■ Exercise aim
From the line containing "with both layers" onward, every line of the entries is to be set down exactly, the last line included.

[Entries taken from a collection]
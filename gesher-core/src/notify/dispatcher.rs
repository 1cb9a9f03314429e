//! Best-effort fan-out of a contact submission across both channels.
//!
//! Each channel attempt is an independent operation producing a tagged
//! result; aggregation is a pure fold over the two results, so completion
//! order cannot affect the outcome and one channel's failure never blocks
//! the other.

use std::sync::Arc;

use futures::future;

use crate::notify::channels::{ChatRelay, EmailRelay};
use crate::notify::request::{NotificationOutcome, NotificationRequest};

/// Result of one channel attempt.
#[derive(Debug, Clone, PartialEq, Eq)]
enum ChannelAttempt {
    /// Relay confirmed delivery
    Succeeded,
    /// Relay accepted the request without confirming delivery (email relay
    /// pending verification). Not a success, but deliberately not recorded
    /// in `channel_errors` either.
    Unverified(Option<String>),
    /// Relay failed; the message is recorded on the outcome
    Failed(String),
    /// Channel was skipped at the caller's request
    Skipped,
}

impl ChannelAttempt {
    fn succeeded(&self) -> bool {
        matches!(self, ChannelAttempt::Succeeded)
    }

    fn error(&self) -> Option<&str> {
        match self {
            ChannelAttempt::Failed(message) => Some(message),
            _ => None,
        }
    }
}

/// Fans a validated submission out to the email and chat channels.
pub struct NotificationDispatcher {
    email: Arc<dyn EmailRelay>,
    chat: Arc<dyn ChatRelay>,
}

impl NotificationDispatcher {
    /// Creates a dispatcher over the two channel relays.
    pub fn new(email: Arc<dyn EmailRelay>, chat: Arc<dyn ChatRelay>) -> Self {
        Self { email, chat }
    }

    /// Attempts delivery on both channels and aggregates the outcome.
    ///
    /// Both attempts are issued before either is awaited, and relay errors
    /// are converted into `channel_errors` entries; nothing propagates as a
    /// fault. The caller decides what total failure means via
    /// [`NotificationOutcome::require_delivery`].
    pub async fn dispatch(&self, request: &NotificationRequest) -> NotificationOutcome {
        let (email, chat) =
            future::join(self.attempt_email(request), self.attempt_chat(request)).await;

        tracing::info!(
            "contact dispatch for {}: email={:?} chat={:?}",
            request.full_name(),
            email,
            chat
        );

        aggregate(email, chat)
    }

    async fn attempt_email(&self, request: &NotificationRequest) -> ChannelAttempt {
        if request.skip_email {
            return ChannelAttempt::Skipped;
        }

        match self.email.send(request).await {
            Ok(receipt) if receipt.accepted => ChannelAttempt::Succeeded,
            Ok(receipt) => {
                tracing::warn!(
                    "email relay did not confirm delivery: {}",
                    receipt.detail.as_deref().unwrap_or("no detail")
                );
                ChannelAttempt::Unverified(receipt.detail)
            }
            Err(e) => ChannelAttempt::Failed(format!("Email delivery failed: {e}")),
        }
    }

    async fn attempt_chat(&self, request: &NotificationRequest) -> ChannelAttempt {
        let body = chat_message_body(request);
        match self.chat.send(&body).await {
            Ok(receipt) => {
                tracing::debug!("chat relay accepted message {} ({})", receipt.id, receipt.status);
                ChannelAttempt::Succeeded
            }
            Err(e) => ChannelAttempt::Failed(format!("WhatsApp delivery failed: {e}")),
        }
    }
}

impl std::fmt::Debug for NotificationDispatcher {
    fn fmt(&self, f: &mut std::fmt::Formatter<'_>) -> std::fmt::Result {
        f.debug_struct("NotificationDispatcher").finish_non_exhaustive()
    }
}

/// Pure reducer from the two channel attempts to the aggregated outcome.
///
/// Error order equals attempt order: email before chat.
fn aggregate(email: ChannelAttempt, chat: ChannelAttempt) -> NotificationOutcome {
    let channel_errors = [&email, &chat]
        .into_iter()
        .filter_map(|attempt| attempt.error().map(str::to_string))
        .collect();

    NotificationOutcome {
        email_succeeded: email.succeeded(),
        chat_succeeded: chat.succeeded(),
        channel_errors,
    }
}

/// Structured label/value message body for the chat channel.
fn chat_message_body(request: &NotificationRequest) -> String {
    format!(
        "New inquiry from the website:\n\
         Subject: {}\n\
         Name: {}\n\
         Phone: {}\n\
         Email: {}\n\
         Message: {}",
        request.subject,
        request.full_name(),
        request.phone,
        request.email,
        request.message
    )
}

#[cfg(test)]
mod tests {
    use super::*;
    use crate::notify::test_support::{MockChatRelay, MockEmailRelay};

    fn request() -> NotificationRequest {
        NotificationRequest {
            subject: "donation".to_string(),
            first_name: "Dana".to_string(),
            last_name: "Cohen".to_string(),
            phone: "0501234567".to_string(),
            email: "d@x.com".to_string(),
            message: "Hello there, this is long enough.".to_string(),
            skip_email: false,
        }
    }

    #[tokio::test]
    async fn test_both_channels_succeed() {
        let email = Arc::new(MockEmailRelay::succeeds());
        let chat = Arc::new(MockChatRelay::succeeds());
        let dispatcher = NotificationDispatcher::new(email.clone(), chat.clone());

        let outcome = dispatcher.dispatch(&request()).await;

        assert!(outcome.email_succeeded);
        assert!(outcome.chat_succeeded);
        assert!(outcome.channel_errors.is_empty());
        assert!(!outcome.is_partial());
        assert_eq!(email.invocations(), 1);
        assert_eq!(chat.invocations(), 1);
    }

    #[tokio::test]
    async fn test_email_failure_does_not_block_chat() {
        let email = Arc::new(MockEmailRelay::fails_with("smtp unreachable"));
        let chat = Arc::new(MockChatRelay::succeeds());
        let dispatcher = NotificationDispatcher::new(email, chat.clone());

        let outcome = dispatcher.dispatch(&request()).await;

        assert!(!outcome.email_succeeded);
        assert!(outcome.chat_succeeded);
        assert_eq!(outcome.channel_errors.len(), 1);
        assert!(outcome.channel_errors[0].contains("smtp unreachable"));
        assert!(outcome.is_partial());
        assert!(outcome.delivered());
        assert_eq!(chat.invocations(), 1);
    }

    #[tokio::test]
    async fn test_chat_failure_does_not_block_email() {
        let email = Arc::new(MockEmailRelay::succeeds());
        let chat = Arc::new(MockChatRelay::fails_with("relay quota exceeded"));
        let dispatcher = NotificationDispatcher::new(email.clone(), chat);

        let outcome = dispatcher.dispatch(&request()).await;

        assert!(outcome.email_succeeded);
        assert!(!outcome.chat_succeeded);
        assert_eq!(outcome.channel_errors.len(), 1);
        assert!(outcome.is_partial());
        assert_eq!(email.invocations(), 1);
    }

    #[tokio::test]
    async fn test_total_failure_is_hard_failure() {
        let email = Arc::new(MockEmailRelay::fails_with("email down"));
        let chat = Arc::new(MockChatRelay::fails_with("chat down"));
        let dispatcher = NotificationDispatcher::new(email, chat);

        let outcome = dispatcher.dispatch(&request()).await;

        assert!(!outcome.delivered());
        assert_eq!(outcome.channel_errors.len(), 2);
        // Attempt order: email before chat
        assert!(outcome.channel_errors[0].contains("email down"));
        assert!(outcome.channel_errors[1].contains("chat down"));
        assert!(outcome.require_delivery().is_err());
    }

    #[tokio::test]
    async fn test_skip_email_never_invokes_relay() {
        let email = Arc::new(MockEmailRelay::succeeds());
        let chat = Arc::new(MockChatRelay::succeeds());
        let dispatcher = NotificationDispatcher::new(email.clone(), chat);

        let mut request = request();
        request.skip_email = true;
        let outcome = dispatcher.dispatch(&request).await;

        assert_eq!(email.invocations(), 0);
        assert!(!outcome.email_succeeded);
        assert!(outcome.chat_succeeded);
        assert!(outcome.channel_errors.is_empty());
    }

    #[tokio::test]
    async fn test_unverified_email_is_neither_success_nor_error() {
        let email = Arc::new(MockEmailRelay::unverified("pending verification"));
        let chat = Arc::new(MockChatRelay::succeeds());
        let dispatcher = NotificationDispatcher::new(email.clone(), chat);

        let outcome = dispatcher.dispatch(&request()).await;

        assert_eq!(email.invocations(), 1);
        assert!(!outcome.email_succeeded);
        assert!(outcome.chat_succeeded);
        assert!(outcome.channel_errors.is_empty());
    }

    #[tokio::test]
    async fn test_chat_body_is_label_value_lines() {
        let email = Arc::new(MockEmailRelay::succeeds());
        let chat = Arc::new(MockChatRelay::succeeds());
        let dispatcher = NotificationDispatcher::new(email, chat.clone());

        dispatcher.dispatch(&request()).await;

        let body = chat.last_body().unwrap();
        assert!(body.starts_with("New inquiry from the website:"));
        assert!(body.contains("Subject: donation"));
        assert!(body.contains("Name: Dana Cohen"));
        assert!(body.contains("Phone: 0501234567"));
        assert!(body.contains("Email: d@x.com"));
    }

    #[test]
    fn test_aggregate_is_order_tolerant() {
        let a = aggregate(
            ChannelAttempt::Failed("email down".to_string()),
            ChannelAttempt::Succeeded,
        );
        let b = aggregate(
            ChannelAttempt::Succeeded,
            ChannelAttempt::Failed("chat down".to_string()),
        );

        assert!(!a.email_succeeded && a.chat_succeeded);
        assert!(b.email_succeeded && !b.chat_succeeded);
        assert_eq!(a.channel_errors, vec!["email down".to_string()]);
        assert_eq!(b.channel_errors, vec!["chat down".to_string()]);
    }
}
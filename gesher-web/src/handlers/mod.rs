//! HTTP request handlers.

pub mod contact;
pub mod media;

use axum::Json;
use axum::extract::State;
use serde_json::json;

use crate::server::AppState;

pub use contact::submit_contact;
pub use media::{media_readiness, preload_media};

/// Handles `GET /api/health`.
pub async fn health(State(state): State<AppState>) -> Json<serde_json::Value> {
    Json(json!({
        "status": "ok",
        "version": env!("CARGO_PKG_VERSION"),
        "uptime_secs": state.server_started_at.elapsed().as_secs(),
    }))
}
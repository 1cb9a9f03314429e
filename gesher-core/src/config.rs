//! Centralized configuration for Gesher.
//!
//! All tunable parameters and settings are defined here to avoid
//! hard-coded values scattered throughout the codebase.

use std::time::Duration;

/// Central configuration for all Gesher components.
///
/// Groups related configuration settings into logical sections.
/// Supports environment variable overrides for runtime customization.
#[derive(Debug, Clone, Default)]
pub struct GesherConfig {
    pub media: MediaConfig,
    pub notify: NotifyConfig,
    pub server: ServerConfig,
}

/// Media preloading and readiness configuration.
///
/// Controls how asset download URLs are resolved against the storage
/// backend and how long the buffering wait may run before readiness is
/// declared anyway.
#[derive(Debug, Clone)]
pub struct MediaConfig {
    /// Storage bucket that hosts media assets
    pub storage_bucket: String,
    /// Base URL of the storage object API
    pub storage_api_base: String,
    /// HTTP timeout for a single URL resolution request
    pub resolve_timeout: Duration,
    /// Upper bound on the buffering wait; when it elapses the asset is
    /// declared ready anyway to keep the UI live on slow networks
    pub buffer_timeout: Duration,
    /// Bytes to prefetch before an asset counts as fully buffered
    pub prefetch_target: u64,
    /// Base URL assets resolve against in development mode
    pub dev_asset_base: String,
}

impl Default for MediaConfig {
    fn default() -> Self {
        Self {
            storage_bucket: "gesher-media.appspot.com".to_string(),
            storage_api_base: "https://firebasestorage.googleapis.com/v0".to_string(),
            resolve_timeout: Duration::from_secs(10),
            buffer_timeout: Duration::from_secs(30),
            prefetch_target: 8 * 1024 * 1024, // 8 MiB
            dev_asset_base: "http://localhost:8080/media".to_string(),
        }
    }
}

/// Notification fan-out configuration.
///
/// Holds relay endpoints and credentials for the email and chat channels.
/// Missing chat credentials switch the chat relay into simulated mode.
#[derive(Debug, Clone)]
pub struct NotifyConfig {
    /// Address the email relay delivers to
    pub email_to: String,
    /// Form relay ajax endpoint for email delivery
    pub email_endpoint: String,
    /// Destination phone number for chat messages, country-prefixed
    pub chat_to_number: String,
    /// Chat relay sender number
    pub chat_from_number: String,
    /// Chat relay account identifier (None = simulated mode)
    pub chat_account_sid: Option<String>,
    /// Chat relay auth token (None = simulated mode)
    pub chat_auth_token: Option<String>,
    /// HTTP timeout for a single channel delivery attempt
    pub delivery_timeout: Duration,
}

impl Default for NotifyConfig {
    fn default() -> Self {
        Self {
            email_to: "contact@gesher.example".to_string(),
            email_endpoint: "https://formsubmit.co/ajax".to_string(),
            chat_to_number: "972532217895".to_string(),
            chat_from_number: "whatsapp:+14155238886".to_string(),
            chat_account_sid: None,
            chat_auth_token: None,
            delivery_timeout: Duration::from_secs(15),
        }
    }
}

/// HTTP server configuration.
#[derive(Debug, Clone)]
pub struct ServerConfig {
    /// Address the web server binds to
    pub bind_address: String,
}

impl Default for ServerConfig {
    fn default() -> Self {
        Self {
            bind_address: "127.0.0.1:3000".to_string(),
        }
    }
}

impl GesherConfig {
    /// Creates configuration with environment variable overrides.
    ///
    /// Allows runtime configuration via environment variables while
    /// maintaining sensible defaults.
    pub fn from_env() -> Self {
        let mut config = Self::default();

        if let Ok(bucket) = std::env::var("GESHER_STORAGE_BUCKET") {
            config.media.storage_bucket = bucket;
        }

        if let Ok(timeout) = std::env::var("GESHER_BUFFER_TIMEOUT") {
            if let Ok(seconds) = timeout.parse::<u64>() {
                config.media.buffer_timeout = Duration::from_secs(seconds);
            }
        }

        if let Ok(target) = std::env::var("GESHER_PREFETCH_TARGET") {
            if let Ok(bytes) = target.parse::<u64>() {
                config.media.prefetch_target = bytes;
            }
        }

        if let Ok(to) = std::env::var("GESHER_EMAIL_TO") {
            config.notify.email_to = to;
        }

        if let Ok(number) = std::env::var("GESHER_WHATSAPP_TO_NUMBER") {
            config.notify.chat_to_number = number;
        }

        if let Ok(sid) = std::env::var("TWILIO_ACCOUNT_SID") {
            config.notify.chat_account_sid = Some(sid);
        }

        if let Ok(token) = std::env::var("TWILIO_AUTH_TOKEN") {
            config.notify.chat_auth_token = Some(token);
        }

        if let Ok(number) = std::env::var("TWILIO_WHATSAPP_NUMBER") {
            config.notify.chat_from_number = number;
        }

        if let Ok(addr) = std::env::var("GESHER_BIND_ADDRESS") {
            config.server.bind_address = addr;
        }

        config
    }

    /// Creates a configuration optimized for testing.
    ///
    /// Short timeouts so liveness tests complete quickly, and no chat
    /// credentials so the chat relay stays in simulated mode.
    pub fn for_testing() -> Self {
        let mut config = Self::default();
        config.media.buffer_timeout = Duration::from_millis(200);
        config.media.resolve_timeout = Duration::from_millis(200);
        config.notify.delivery_timeout = Duration::from_millis(200);
        config
    }
}

#[cfg(test)]
mod tests {
    use super::*;

    #[test]
    fn test_default_config_values() {
        let config = GesherConfig::default();

        assert_eq!(config.media.buffer_timeout, Duration::from_secs(30));
        assert_eq!(config.media.prefetch_target, 8 * 1024 * 1024);
        assert_eq!(config.server.bind_address, "127.0.0.1:3000");
        assert!(config.notify.chat_account_sid.is_none());
        assert!(config.notify.chat_auth_token.is_none());
    }

    #[test]
    fn test_testing_preset_shrinks_timeouts() {
        let config = GesherConfig::for_testing();

        assert!(config.media.buffer_timeout < Duration::from_secs(1));
        assert!(config.notify.delivery_timeout < Duration::from_secs(1));
    }

    #[test]
    fn test_env_override() {
        unsafe {
            std::env::set_var("GESHER_BUFFER_TIMEOUT", "45");
            std::env::set_var("GESHER_STORAGE_BUCKET", "other-bucket");
            std::env::set_var("GESHER_WHATSAPP_TO_NUMBER", "972500000000");
        }

        let config = GesherConfig::from_env();

        assert_eq!(config.media.buffer_timeout, Duration::from_secs(45));
        assert_eq!(config.media.storage_bucket, "other-bucket");
        assert_eq!(config.notify.chat_to_number, "972500000000");

        // Cleanup
        unsafe {
            std::env::remove_var("GESHER_BUFFER_TIMEOUT");
            std::env::remove_var("GESHER_STORAGE_BUCKET");
            std::env::remove_var("GESHER_WHATSAPP_TO_NUMBER");
        }
    }
}
//! Mock relays for testing the notification dispatcher.

use std::sync::Arc;
use std::sync::atomic::{AtomicUsize, Ordering};

use async_trait::async_trait;
use parking_lot::Mutex;

use crate::notify::channels::{ChannelError, ChatReceipt, ChatRelay, EmailReceipt, EmailRelay};
use crate::notify::request::NotificationRequest;

enum EmailBehavior {
    Succeed,
    Unverified(String),
    Fail(String),
}

/// Mock email relay with scriptable behavior and an invocation counter.
pub struct MockEmailRelay {
    behavior: EmailBehavior,
    invocations: AtomicUsize,
    last_request: Mutex<Option<NotificationRequest>>,
}

impl MockEmailRelay {
    /// Relay that confirms every delivery.
    pub fn succeeds() -> Self {
        Self::with_behavior(EmailBehavior::Succeed)
    }

    /// Relay that accepts without confirming delivery.
    pub fn unverified(detail: &str) -> Self {
        Self::with_behavior(EmailBehavior::Unverified(detail.to_string()))
    }

    /// Relay that fails every delivery with `reason`.
    pub fn fails_with(reason: &str) -> Self {
        Self::with_behavior(EmailBehavior::Fail(reason.to_string()))
    }

    fn with_behavior(behavior: EmailBehavior) -> Self {
        Self {
            behavior,
            invocations: AtomicUsize::new(0),
            last_request: Mutex::new(None),
        }
    }

    /// Number of times `send` was invoked.
    pub fn invocations(&self) -> usize {
        self.invocations.load(Ordering::SeqCst)
    }

    /// The most recent request passed to `send`.
    pub fn last_request(&self) -> Option<NotificationRequest> {
        self.last_request.lock().clone()
    }
}

#[async_trait]
impl EmailRelay for MockEmailRelay {
    async fn send(&self, request: &NotificationRequest) -> Result<EmailReceipt, ChannelError> {
        self.invocations.fetch_add(1, Ordering::SeqCst);
        *self.last_request.lock() = Some(request.clone());

        match &self.behavior {
            EmailBehavior::Succeed => Ok(EmailReceipt {
                accepted: true,
                detail: None,
            }),
            EmailBehavior::Unverified(detail) => Ok(EmailReceipt {
                accepted: false,
                detail: Some(detail.clone()),
            }),
            EmailBehavior::Fail(reason) => Err(ChannelError::RequestFailed {
                reason: reason.clone(),
            }),
        }
    }
}

/// Mock chat relay recording delivered bodies.
pub struct MockChatRelay {
    failure: Option<String>,
    invocations: AtomicUsize,
    bodies: Arc<Mutex<Vec<String>>>,
}

impl MockChatRelay {
    /// Relay that accepts every message.
    pub fn succeeds() -> Self {
        Self {
            failure: None,
            invocations: AtomicUsize::new(0),
            bodies: Arc::new(Mutex::new(Vec::new())),
        }
    }

    /// Relay that fails every message with `reason`.
    pub fn fails_with(reason: &str) -> Self {
        Self {
            failure: Some(reason.to_string()),
            ..Self::succeeds()
        }
    }

    /// Number of times `send` was invoked.
    pub fn invocations(&self) -> usize {
        self.invocations.load(Ordering::SeqCst)
    }

    /// The most recently delivered message body.
    pub fn last_body(&self) -> Option<String> {
        self.bodies.lock().last().cloned()
    }
}

#[async_trait]
impl ChatRelay for MockChatRelay {
    async fn send(&self, body: &str) -> Result<ChatReceipt, ChannelError> {
        self.invocations.fetch_add(1, Ordering::SeqCst);
        self.bodies.lock().push(body.to_string());

        match &self.failure {
            Some(reason) => Err(ChannelError::RequestFailed {
                reason: reason.clone(),
            }),
            None => Ok(ChatReceipt {
                id: format!("mock_{}", self.invocations()),
                status: "sent".to_string(),
            }),
        }
    }
}
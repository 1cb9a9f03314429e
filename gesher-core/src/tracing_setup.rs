//! Tracing setup for Gesher
//!
//! Provides dual output: console logs (user-controlled level) and full debug
//! logs to disk, keeping the CLI experience clean while retaining complete
//! debugging information for every run.

use std::fs::{File, create_dir_all};
use std::path::Path;

use tracing::Level;
use tracing_subscriber::layer::SubscriberExt;
use tracing_subscriber::util::SubscriberInitExt;
use tracing_subscriber::{EnvFilter, Layer, fmt};

/// Initialize tracing with dual output: console (user level) + file (full debug)
///
/// # Arguments
/// * `console_level` - Log level for console output (what user sees)
/// * `logs_dir` - Directory to write debug logs (defaults to "./logs")
///
/// # File Output
/// Writes complete debug logs to `logs/gesher-last-run.log`, overwriting the
/// previous run.
///
/// # Errors
///
/// - `GesherError::Io` - If logs directory cannot be created or log file cannot be opened for writing
pub fn init_tracing(console_level: Level, logs_dir: Option<&Path>) -> crate::Result<()> {
    let logs_path = logs_dir.unwrap_or_else(|| Path::new("logs"));

    // Ensure logs directory exists
    create_dir_all(logs_path)?;

    // Create file for this run's debug logs
    let log_file_path = logs_path.join("gesher-last-run.log");
    let log_file = File::create(&log_file_path)?;

    // Console layer - respects user's chosen log level
    let console_filter = EnvFilter::try_from_default_env()
        .unwrap_or_else(|_| EnvFilter::new(console_level.to_string()));

    let console_layer = fmt::layer()
        .with_target(true)
        .with_thread_ids(false)
        .with_thread_names(false)
        .with_file(false)
        .with_line_number(false)
        .with_filter(console_filter);

    // File layer - always captures everything at TRACE level for debugging
    let file_filter = EnvFilter::new("trace");

    let file_layer = fmt::layer()
        .with_target(true)
        .with_thread_ids(true)
        .with_thread_names(true)
        .with_file(true)
        .with_line_number(true)
        .with_ansi(false) // No color codes in files
        .with_writer(log_file)
        .with_filter(file_filter);

    // Initialize with both layers
    tracing_subscriber::registry()
        .with(console_layer)
        .with(file_layer)
        .init();

    tracing::info!(
        "Tracing initialized: console={}, debug_file={}",
        console_level,
        log_file_path.display()
    );

    Ok(())
}

/// CLI log levels for user control
#[derive(Debug, Clone, Copy, clap::ValueEnum)]
pub enum CliLogLevel {
    /// Only error messages
    Error,
    /// Warning and error messages
    Warn,
    /// Informational, warning, and error messages
    Info,
    /// Debug, informational, warning, and error messages
    Debug,
    /// All messages including detailed tracing
    Trace,
}

impl CliLogLevel {
    /// Converts CLI log level to tracing Level enum.
    ///
    /// # Examples
    /// ```
    /// use gesher_core::tracing_setup::CliLogLevel;
    ///
    /// let level = CliLogLevel::Info.as_tracing_level();
    /// assert_eq!(level, tracing::Level::INFO);
    /// ```
    pub fn as_tracing_level(self) -> Level {
        match self {
            CliLogLevel::Error => Level::ERROR,
            CliLogLevel::Warn => Level::WARN,
            CliLogLevel::Info => Level::INFO,
            CliLogLevel::Debug => Level::DEBUG,
            CliLogLevel::Trace => Level::TRACE,
        }
    }
}

impl std::str::FromStr for CliLogLevel {
    type Err = String;

    fn from_str(s: &str) -> Result<Self, Self::Err> {
        match s.to_lowercase().as_str() {
            "error" => Ok(CliLogLevel::Error),
            "warn" => Ok(CliLogLevel::Warn),
            "info" => Ok(CliLogLevel::Info),
            "debug" => Ok(CliLogLevel::Debug),
            "trace" => Ok(CliLogLevel::Trace),
            _ => Err(format!("Invalid log level: {s}")),
        }
    }
}

impl std::fmt::Display for CliLogLevel {
    fn fmt(&self, f: &mut std::fmt::Formatter<'_>) -> std::fmt::Result {
        match self {
            CliLogLevel::Error => write!(f, "error"),
            CliLogLevel::Warn => write!(f, "warn"),
            CliLogLevel::Info => write!(f, "info"),
            CliLogLevel::Debug => write!(f, "debug"),
            CliLogLevel::Trace => write!(f, "trace"),
        }
    }
}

■ Answer for the task
    // Initialize with both layers
    tracing_subscriber::registry()
        .with(console_layer)
        .with(file_layer)
        .init();

    tracing::info!(
        "Tracing initialized: console={}, debug_file={}",
        console_level,
        log_file_path.display()
    );

    Ok(())
}

/// CLI log levels for user control
#[derive(Debug, Clone, Copy, clap::ValueEnum)]
pub enum CliLogLevel {
    /// Only error messages
    Error,
    /// Warning and error messages
    Warn,
    /// Informational, warning, and error messages
    Info,
    /// Debug, informational, warning, and error messages
    Debug,
    /// All messages including detailed tracing
    Trace,
}

impl CliLogLevel {
    /// Converts CLI log level to tracing Level enum.
    ///
    /// # Examples
    /// ```
    /// use gesher_core::tracing_setup::CliLogLevel;
    ///
    /// let level = CliLogLevel::Info.as_tracing_level();
    /// assert_eq!(level, tracing::Level::INFO);
    /// ```
    pub fn as_tracing_level(self) -> Level {
        match self {
            CliLogLevel::Error => Level::ERROR,
            CliLogLevel::Warn => Level::WARN,
            CliLogLevel::Info => Level::INFO,
            CliLogLevel::Debug => Level::DEBUG,
            CliLogLevel::Trace => Level::TRACE,
        }
    }
}

impl std::str::FromStr for CliLogLevel {
    type Err = String;

    fn from_str(s: &str) -> Result<Self, Self::Err> {
        match s.to_lowercase().as_str() {
            "error" => Ok(CliLogLevel::Error),
            "warn" => Ok(CliLogLevel::Warn),
            "info" => Ok(CliLogLevel::Info),
            "debug" => Ok(CliLogLevel::Debug),
            "trace" => Ok(CliLogLevel::Trace),
            _ => Err(format!("Invalid log level: {s}")),
        }
    }
}

impl std::fmt::Display for CliLogLevel {
    fn fmt(&self, f: &mut std::fmt::Formatter<'_>) -> std::fmt::Result {
        match self {
            CliLogLevel::Error => write!(f, "error"),
            CliLogLevel::Warn => write!(f, "warn"),
            CliLogLevel::Info => write!(f, "info"),
            CliLogLevel::Debug => write!(f, "debug"),
            CliLogLevel::Trace => write!(f, "trace"),
        }
    }
}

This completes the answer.